DIRECTIONS:
Go through the data line by line. Copy each one holding the string "bool".

[Stored items]
# # # # # # #

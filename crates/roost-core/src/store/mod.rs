pub mod notification_store;

pub use notification_store::NotificationStore;
//! Raw logs, the closed set of contract events, and the decoder seam.

use serde::{Deserialize, Serialize};

use crate::types::{MatchState, OrderStatus};

// ─── RawEvent ─────────────────────────────────────────────────────────────────

/// An undecoded log as returned by the chain. Never persisted.
#[derive(Debug, Clone, PartialEq, Eq, Serialize, Deserialize)]
pub struct RawEvent {
    /// Emitting contract (`0x…`).
    pub address: String,
    /// `topics[0]` is the event signature hash; the rest are indexed args.
    pub topics: Vec<String>,
    /// ABI-encoded non-indexed arguments.
    pub data: Vec<u8>,
    pub block_number: u64,
    pub log_index: u32,
    pub tx_hash: String,
}

impl RawEvent {
    pub fn topic0(&self) -> Option<&str> {
        self.topics.first().map(String::as_str)
    }
}

// ─── EventKind ────────────────────────────────────────────────────────────────

/// The four monitored contract events.
#[derive(Debug, Clone, Copy, PartialEq, Eq, Hash, Serialize, Deserialize)]
pub enum EventKind {
    OrderCreated,
    OrderUpdated,
    MatchCreated,
    MatchUpdated,
}

impl EventKind {
    pub const ALL: [EventKind; 4] = [
        Self::OrderCreated,
        Self::OrderUpdated,
        Self::MatchCreated,
        Self::MatchUpdated,
    ];

    pub fn name(self) -> &'static str {
        match self {
            Self::OrderCreated => "OrderCreated",
            Self::OrderUpdated => "OrderUpdated",
            Self::MatchCreated => "MatchCreated",
            Self::MatchUpdated => "MatchUpdated",
        }
    }

    /// Canonical Solidity signature; `keccak256` of it is `topics[0]`.
    pub fn signature(self) -> &'static str {
        match self {
            Self::OrderCreated => {
                "OrderCreated((uint256,address,address,address,uint256,uint256,uint256,(uint8,uint256,address)),bool)"
            }
            Self::OrderUpdated => "OrderUpdated(uint256,(uint8,uint256,address))",
            Self::MatchCreated => {
                "MatchCreated((uint256,uint256,uint256,address,address,uint256,uint8),bool)"
            }
            Self::MatchUpdated => "MatchUpdated(uint256,uint8)",
        }
    }
}

impl std::fmt::Display for EventKind {
    fn fmt(&self, f: &mut std::fmt::Formatter<'_>) -> std::fmt::Result {
        f.write_str(self.name())
    }
}

// ─── ContractEvent ────────────────────────────────────────────────────────────

/// A decoded contract event.
#[derive(Debug, Clone, PartialEq, Eq, Serialize, Deserialize)]
pub enum ContractEvent {
    OrderCreated { order_id: i64, use_relayer: bool },
    OrderUpdated { order_id: i64, status: OrderStatus },
    MatchCreated { match_id: i64, use_relayer: bool },
    MatchUpdated { match_id: i64, state: MatchState },
}

impl ContractEvent {
    pub fn kind(&self) -> EventKind {
        match self {
            Self::OrderCreated { .. } => EventKind::OrderCreated,
            Self::OrderUpdated { .. } => EventKind::OrderUpdated,
            Self::MatchCreated { .. } => EventKind::MatchCreated,
            Self::MatchUpdated { .. } => EventKind::MatchUpdated,
        }
    }
}

// ─── EventDecoder ─────────────────────────────────────────────────────────────

/// Maps raw logs to [`ContractEvent`]s.
///
/// Synchronous and infallible apart from payload errors; the dispatcher turns
/// those into `MalformedEvent`.
pub trait EventDecoder: Send + Sync {
    /// `topics[0]` values of every monitored event, `0x`-prefixed lowercase hex.
    fn topics(&self) -> Vec<String>;

    /// Resolve a signature hash to its event kind.
    fn classify(&self, topic0: &str) -> Option<EventKind>;

    /// Decode `raw` as an event of `kind`.
    fn decode(&self, kind: EventKind, raw: &RawEvent) -> Result<ContractEvent, String>;
}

# # # # # # #

EXPECTED OUTPUT:
                "OrderCreated((uint256,address,address,address,uint256,uint256,uint256,(uint8,uint256,address)),bool)"
                "MatchCreated((uint256,uint256,uint256,address,address,uint256,uint8),bool)"
    OrderCreated { order_id: i64, use_relayer: bool },
    MatchCreated { match_id: i64, use_relayer: bool },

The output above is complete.